DGT is built upon the Sawtooth framework, which means it inherits the main technical solutions of Hyperledger Sawtooth. While DGT maintains limited backward compatibility, it organizes node interaction and data processing differently. For further details on the differences, please refer to section 1.4.1.
DGT operates as a network comprising nodes. The DGT software represents the software running on a typical node, facilitating interaction with other nodes, data validation, and insertion of new data into the storage, known as the ledger or DAG (Directed Acyclic Graph).
DGT aims to support consortium-based networks, meaning that connecting a node to the network is subject to certain conditions ("anchor security"). These conditions may involve verifying if the node is whitelisted, checking for enough cryptocurrency, or validating a certificate. The degree of network openness varies based on the implementation of the anchor mechanism, ranging from completely open (public) to entirely closed (private).
Nodes are organized into groups, often referred to as federations or clusters. Initial interaction occurs through connections between the nodes and a dedicated node within the cluster known as the Leader. The Leader collects data from transaction checks performed at each node, referred to as "votes." If the number of affirmative votes surpasses a predefined threshold (such as a simple majority or 2/3 + 1 of the voting nodes for PBFT), the transaction is considered approved within the cluster and awaits further arbitration performed outside the cluster via an additional check.
Within the cluster, nodes communicate with each other through dedicated channels known as permalinks.
The core functionality of the network lies in the exchange of messages between nodes, termed transactions. These transactions undergo verification for accuracy and compliance with specific conditions before being added to the general ledger, also known as the DAG.
The ledger represents a distributed database or storage that exclusively stores verified records linked together via references to previous records. This ledger is immutable, meaning an entry cannot be "pulled out" or altered without modifying the entire ledger.
The complex structure of information exchange in the system is aimed at providing a united information space for different nodes and forming a single reliable copy of the data, free from accidental and deliberate errors. Such objectives arise when the system operates without a single center. The logic of checking each transaction and distributing it to the entire system (ledger synchronization) is described by a system of rules called consensus.
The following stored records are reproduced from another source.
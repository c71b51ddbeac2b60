//! Monte-Carlo driver for scripted products.
//!
//! One `(product, evaluator, scenario)` triple is a self-contained,
//! single-threaded unit of work. Parallelism comes from cloning: the
//! preprocessed (and optionally compiled) product is shared by reference
//! across workers, and each worker owns its evaluator state, scenario
//! buffer and a skip-ahead partition of the random stream. Partial sums
//! reduce after all paths complete, so results are reproducible for a
//! given seed, path count and chunking.

use rand::rngs::StdRng;
use rand::{Rng, SeedableRng};
use rand_distr::StandardNormal;
use rayon::prelude::*;
use tracing::debug;

use chrono::NaiveDate;

use crate::core::{ScriptError, ScriptResult};
use crate::math::fast_rng::{sample_standard_normal, FastRng, FastRngKind};
use crate::models::SimulModel;
use crate::script::{PathEvaluator, Product};

/// Gaussian vector source for path generation.
pub trait RandomGen: Send {
    /// Set the per-path dimension. Must be called before drawing.
    fn init(&mut self, dim: usize);

    /// Generate the next path's Gaussian vector.
    fn next_normal_vec(&mut self) -> &[f64];

    /// Jump the stream forward by `paths` whole paths, for deterministic
    /// partitioning across workers. Generators that cannot jump refuse.
    fn skip_ahead(&mut self, paths: u64) -> ScriptResult<()>;
}

/// Plain generator on top of the standard library RNG. Cannot skip ahead,
/// so it is rejected by the parallel driver.
#[derive(Debug, Clone)]
pub struct BasicRanGen {
    rng: StdRng,
    norm_vec: Vec<f64>,
}

impl BasicRanGen {
    pub fn new(seed: u64) -> Self {
        Self { rng: StdRng::seed_from_u64(seed), norm_vec: Vec::new() }
    }
}

impl RandomGen for BasicRanGen {
    fn init(&mut self, dim: usize) {
        self.norm_vec.resize(dim, 0.0);
    }

    fn next_normal_vec(&mut self) -> &[f64] {
        for slot in &mut self.norm_vec {
            *slot = self.rng.sample(StandardNormal);
        }
        &self.norm_vec
    }

    fn skip_ahead(&mut self, _paths: u64) -> ScriptResult<()> {
        Err(ScriptError::NotSkippable)
    }
}

/// Generator over the hand-rolled uniform kinds, mapping one uniform to one
/// Gaussian through the inverse normal CDF, so a path costs exactly `dim`
/// draws. Skip-ahead delegates to the kind: PCG64 jumps in O(log n), the
/// other kinds refuse.
#[derive(Debug, Clone)]
pub struct FastRanGen {
    rng: FastRng,
    norm_vec: Vec<f64>,
}

impl FastRanGen {
    pub fn new(kind: FastRngKind, seed: u64) -> Self {
        Self { rng: FastRng::from_seed(kind, seed), norm_vec: Vec::new() }
    }

    /// The default skippable kind (PCG64).
    pub fn skippable(seed: u64) -> Self {
        Self::new(FastRngKind::Pcg64, seed)
    }
}

impl RandomGen for FastRanGen {
    fn init(&mut self, dim: usize) {
        self.norm_vec.resize(dim, 0.0);
    }

    fn next_normal_vec(&mut self) -> &[f64] {
        for slot in &mut self.norm_vec {
            *slot = sample_standard_normal(&mut self.rng);
        }
        &self.norm_vec
    }

    fn skip_ahead(&mut self, paths: u64) -> ScriptResult<()> {
        if self.rng.skip_ahead(paths * self.norm_vec.len() as u64) {
            Ok(())
        } else {
            Err(ScriptError::NotSkippable)
        }
    }
}

/// Which evaluation regime the engine runs.
#[derive(Debug, Clone, Copy, PartialEq)]
pub enum EvalRegime {
    /// Sharp tree evaluator.
    Sharp,
    /// Fuzzy tree evaluator with the given default smoothing width.
    Fuzzy { def_eps: f64 },
    /// Compiled bytecode executor; the product must be compiled.
    Compiled,
}

/// Aggregated valuation output: per-variable path averages.
#[derive(Debug, Clone, PartialEq)]
pub struct ScriptValue {
    /// Names in index order, from the product.
    pub var_names: Vec<String>,
    /// Mean of each variable across paths.
    pub var_vals: Vec<f64>,
}

/// Monte-Carlo engine for preprocessed scripted products.
#[derive(Debug, Clone)]
pub struct ScriptEngine {
    pub num_paths: usize,
    pub seed: u64,
    pub regime: EvalRegime,
}

impl ScriptEngine {
    pub fn new(num_paths: usize, seed: u64) -> Self {
        Self { num_paths, seed, regime: EvalRegime::Sharp }
    }

    pub fn with_regime(num_paths: usize, seed: u64, regime: EvalRegime) -> Self {
        Self { num_paths, seed, regime }
    }

    fn validate(&self, today: NaiveDate, product: &Product) -> ScriptResult<()> {
        if self.num_paths == 0 {
            return Err(ScriptError::Invalid("num_paths must be > 0".to_string()));
        }
        if product.var_names().is_empty() {
            return Err(ScriptError::Invalid(
                "product must be preprocessed before valuation".to_string(),
            ));
        }
        if product.event_dates().first().is_some_and(|&d| d < today) {
            return Err(ScriptError::EventInPast);
        }
        if self.regime == EvalRegime::Compiled && !product.is_compiled() {
            return Err(ScriptError::Invalid(
                "compiled regime requires Product::compile".to_string(),
            ));
        }
        Ok(())
    }

    /// Sequential valuation with the default skippable generator.
    pub fn value<M: SimulModel>(
        &self,
        today: NaiveDate,
        model: &mut M,
        product: &Product,
    ) -> ScriptResult<ScriptValue> {
        let mut gen = FastRanGen::skippable(self.seed);
        self.value_with_gen(today, model, product, &mut gen)
    }

    /// Sequential valuation with a caller-supplied generator.
    pub fn value_with_gen<M: SimulModel>(
        &self,
        today: NaiveDate,
        model: &mut M,
        product: &Product,
        gen: &mut dyn RandomGen,
    ) -> ScriptResult<ScriptValue> {
        self.validate(today, product)?;

        model.init_sim_dates(today, product.event_dates());
        gen.init(model.dim());

        let sums = run_paths(product, &*model, gen, self.num_paths, self.regime);
        Ok(self.average(product, sums))
    }

    /// Parallel valuation. Paths are split into per-worker chunks; each
    /// worker clones the generator and skips ahead to its partition, so
    /// the union of chunks replays exactly the sequential stream.
    pub fn value_parallel<M, G>(
        &self,
        today: NaiveDate,
        model: &M,
        product: &Product,
        gen: &G,
    ) -> ScriptResult<ScriptValue>
    where
        M: SimulModel + Clone + Sync,
        G: RandomGen + Clone + Sync,
    {
        self.validate(today, product)?;

        let mut model = model.clone();
        model.init_sim_dates(today, product.event_dates());
        let dim = model.dim();

        let chunks = split_paths(self.num_paths, rayon::current_num_threads());
        let starts: Vec<(usize, usize)> = chunks
            .iter()
            .scan(0usize, |start, &n| {
                let s = *start;
                *start += n;
                Some((s, n))
            })
            .collect();
        debug!(paths = self.num_paths, chunks = starts.len(), "parallel valuation");

        let partials: Vec<Vec<f64>> = starts
            .par_iter()
            .map(|&(start, count)| -> ScriptResult<Vec<f64>> {
                let mut local_gen = gen.clone();
                local_gen.init(dim);
                local_gen.skip_ahead(start as u64)?;
                Ok(run_paths(product, &model, &mut local_gen, count, self.regime))
            })
            .collect::<ScriptResult<_>>()?;

        let mut sums = vec![0.0; product.num_vars()];
        for partial in partials {
            for (acc, v) in sums.iter_mut().zip(partial) {
                *acc += v;
            }
        }
        Ok(self.average(product, sums))
    }

    fn average(&self, product: &Product, mut sums: Vec<f64>) -> ScriptValue {
        let n = self.num_paths as f64;
        for v in &mut sums {
            *v /= n;
        }
        ScriptValue { var_names: product.var_names().to_vec(), var_vals: sums }
    }
}

/// Evaluate `num_paths` consecutive paths and return per-variable sums.
fn run_paths(
    product: &Product,
    model: &dyn SimulModel,
    gen: &mut dyn RandomGen,
    num_paths: usize,
    regime: EvalRegime,
) -> Vec<f64> {
    let n_events = product.event_dates().len();
    let mut spots = vec![0.0; n_events];
    let mut numeraires = vec![0.0; n_events];
    let mut scenario = product.build_scenario::<f64>();
    let mut sums = vec![0.0; product.num_vars()];

    let accumulate = |vals: &[f64], sums: &mut Vec<f64>| {
        for (acc, v) in sums.iter_mut().zip(vals) {
            *acc += v;
        }
    };

    match regime {
        EvalRegime::Sharp => {
            let mut eval = product.build_evaluator::<f64>();
            for _ in 0..num_paths {
                next_scenario(model, gen, &mut spots, &mut numeraires, &mut scenario);
                product.evaluate(&scenario, &mut eval);
                accumulate(eval.var_vals(), &mut sums);
            }
        }
        EvalRegime::Fuzzy { def_eps } => {
            let mut eval = product.build_fuzzy_evaluator::<f64>(def_eps);
            for _ in 0..num_paths {
                next_scenario(model, gen, &mut spots, &mut numeraires, &mut scenario);
                product.evaluate(&scenario, &mut eval);
                accumulate(eval.var_vals(), &mut sums);
            }
        }
        EvalRegime::Compiled => {
            let mut state = product.build_eval_state::<f64>();
            for _ in 0..num_paths {
                next_scenario(model, gen, &mut spots, &mut numeraires, &mut scenario);
                product.evaluate_compiled(&scenario, &mut state);
                accumulate(&state.variables, &mut sums);
            }
        }
    }

    sums
}

fn next_scenario(
    model: &dyn SimulModel,
    gen: &mut dyn RandomGen,
    spots: &mut [f64],
    numeraires: &mut [f64],
    scenario: &mut [crate::script::SimulData<f64>],
) {
    let gauss = gen.next_normal_vec();
    model.apply_sde(gauss, spots, numeraires);
    for (slot, (&s, &n)) in scenario.iter_mut().zip(spots.iter().zip(numeraires.iter())) {
        slot.spot = s;
        slot.numeraire = n;
    }
}

/// Near-even split of `n_paths` over at most `n_chunks` workers.
fn split_paths(n_paths: usize, n_chunks: usize) -> Vec<usize> {
    let chunks = n_chunks.max(1);
    let base = n_paths / chunks;
    let rem = n_paths % chunks;
    (0..chunks)
        .map(|i| if i < rem { base + 1 } else { base })
        .filter(|&n| n > 0)
        .collect()
}

#[cfg(test)]
mod tests {
    use super::*;
    use crate::models::BlackScholes;

    fn date(y: i32, m: u32, d: u32) -> NaiveDate {
        NaiveDate::from_ymd_opt(y, m, d).unwrap()
    }

    fn forward_product() -> Product {
        let mut prd =
            Product::new([(date(2028, 1, 1), "x = spot")]).unwrap();
        prd.pre_process(false, false).unwrap();
        prd
    }

    #[test]
    fn split_paths_covers_everything() {
        assert_eq!(split_paths(10, 3), [4, 3, 3]);
        assert_eq!(split_paths(2, 8), [1, 1]);
        assert_eq!(split_paths(0, 4), Vec::<usize>::new());
        assert_eq!(split_paths(7, 1), [7]);
    }

    #[test]
    fn event_in_past_is_rejected() {
        let prd = forward_product();
        let mut model = BlackScholes::new(100.0, 0.2, 0.0);
        let engine = ScriptEngine::new(100, 1);
        let err = engine.value(date(2030, 1, 1), &mut model, &prd).unwrap_err();
        assert_eq!(err, ScriptError::EventInPast);
    }

    #[test]
    fn unpreprocessed_product_is_rejected() {
        let prd = Product::new([(date(2028, 1, 1), "x = spot")]).unwrap();
        let mut model = BlackScholes::new(100.0, 0.2, 0.0);
        let engine = ScriptEngine::new(100, 1);
        let err = engine.value(date(2027, 1, 1), &mut model, &prd).unwrap_err();
        assert!(matches!(err, ScriptError::Invalid(_)));
    }

    #[test]
    fn compiled_regime_requires_compilation() {
        let prd = forward_product();
        let mut model = BlackScholes::new(100.0, 0.2, 0.0);
        let engine = ScriptEngine::with_regime(10, 1, EvalRegime::Compiled);
        let err = engine.value(date(2027, 1, 1), &mut model, &prd).unwrap_err();
        assert!(matches!(err, ScriptError::Invalid(_)));
    }

    #[test]
    fn basic_generator_refuses_parallel() {
        let prd = forward_product();
        let model = BlackScholes::new(100.0, 0.2, 0.0);
        let engine = ScriptEngine::new(64, 1);
        let gen = BasicRanGen::new(1);
        let err = engine
            .value_parallel(date(2027, 1, 1), &model, &prd, &gen)
            .unwrap_err();
        assert_eq!(err, ScriptError::NotSkippable);
    }

    #[test]
    fn non_skippable_kind_refuses_parallel() {
        let prd = forward_product();
        let model = BlackScholes::new(100.0, 0.2, 0.0);
        let engine = ScriptEngine::new(64, 1);
        let gen = FastRanGen::new(FastRngKind::Xoshiro256PlusPlus, 1);
        let err = engine
            .value_parallel(date(2027, 1, 1), &model, &prd, &gen)
            .unwrap_err();
        assert_eq!(err, ScriptError::NotSkippable);
    }

    #[test]
    fn forward_prices_near_spot_at_zero_rate() {
        let prd = forward_product();
        let mut model = BlackScholes::new(100.0, 0.2, 0.0);
        let engine = ScriptEngine::new(50_000, 1);
        let value = engine.value(date(2027, 1, 1), &mut model, &prd).unwrap();
        assert_eq!(value.var_names, ["X"]);
        assert!(
            (value.var_vals[0] - 100.0).abs() < 0.5,
            "forward {}",
            value.var_vals[0]
        );
    }

    #[test]
    fn parallel_matches_sequential_stream() {
        let prd = forward_product();
        let mut model = BlackScholes::new(100.0, 0.2, 0.0);
        let engine = ScriptEngine::new(10_000, 42);

        let seq = engine.value(date(2027, 1, 1), &mut model, &prd).unwrap();
        let par = engine
            .value_parallel(date(2027, 1, 1), &model, &prd, &FastRanGen::skippable(42))
            .unwrap();

        // Same paths, different summation order.
        assert!(
            (seq.var_vals[0] - par.var_vals[0]).abs() < 1.0e-9,
            "seq {} vs par {}",
            seq.var_vals[0],
            par.var_vals[0]
        );
    }

    #[test]
    fn regimes_agree_on_forward() {
        let mut prd = forward_product();
        prd.compile();
        let today = date(2027, 1, 1);

        let mut vals = Vec::new();
        for regime in [EvalRegime::Sharp, EvalRegime::Compiled] {
            let mut model = BlackScholes::new(100.0, 0.2, 0.0);
            let engine = ScriptEngine::with_regime(5_000, 7, regime);
            vals.push(engine.value(today, &mut model, &prd).unwrap().var_vals[0]);
        }
        assert_eq!(vals[0], vals[1], "same stream, same semantics");
    }
}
It is assumed that accidental or intentional actions of individual nodes in a heterogenous (uncontrolled) environment may violate the integrity of data in the ledger. Such actions are called Byzantine attacks, according to a well-known mathematical Byzantine generals’ problem. In the general case, the problem of resistance to a wide range of Byzantine attacks is considered unsolvable. But its solution can be obtained in various approximations through private algorithms – consensuses. A large number of such consensuses are known, for example, PoW (Proof Of Work), PoS (Proof Of Stake), etc.
The consensus used in DGT is called F-BFT (Federated Byzantine Fault Tolerance), which is a generalization of the PBFT algorithm (see 3.4).
3.1.2.2 Process Domain
As indicated above, the essence of the platform is to ensure the exchange of messages between nodes and their integration (consolidation) in a single immutable ledger.
For the exchange of such transactions to occur, the following conditions must be met:
A network of nodes has been formed. Each node is defined by its key pair (private and public key). The number of nodes is enough to form a .
There is at least one meaningful family of transactions, for which a transaction structure is defined: its header and description of the transaction body.
Consensus (validation) rules have been defined depending on the transaction .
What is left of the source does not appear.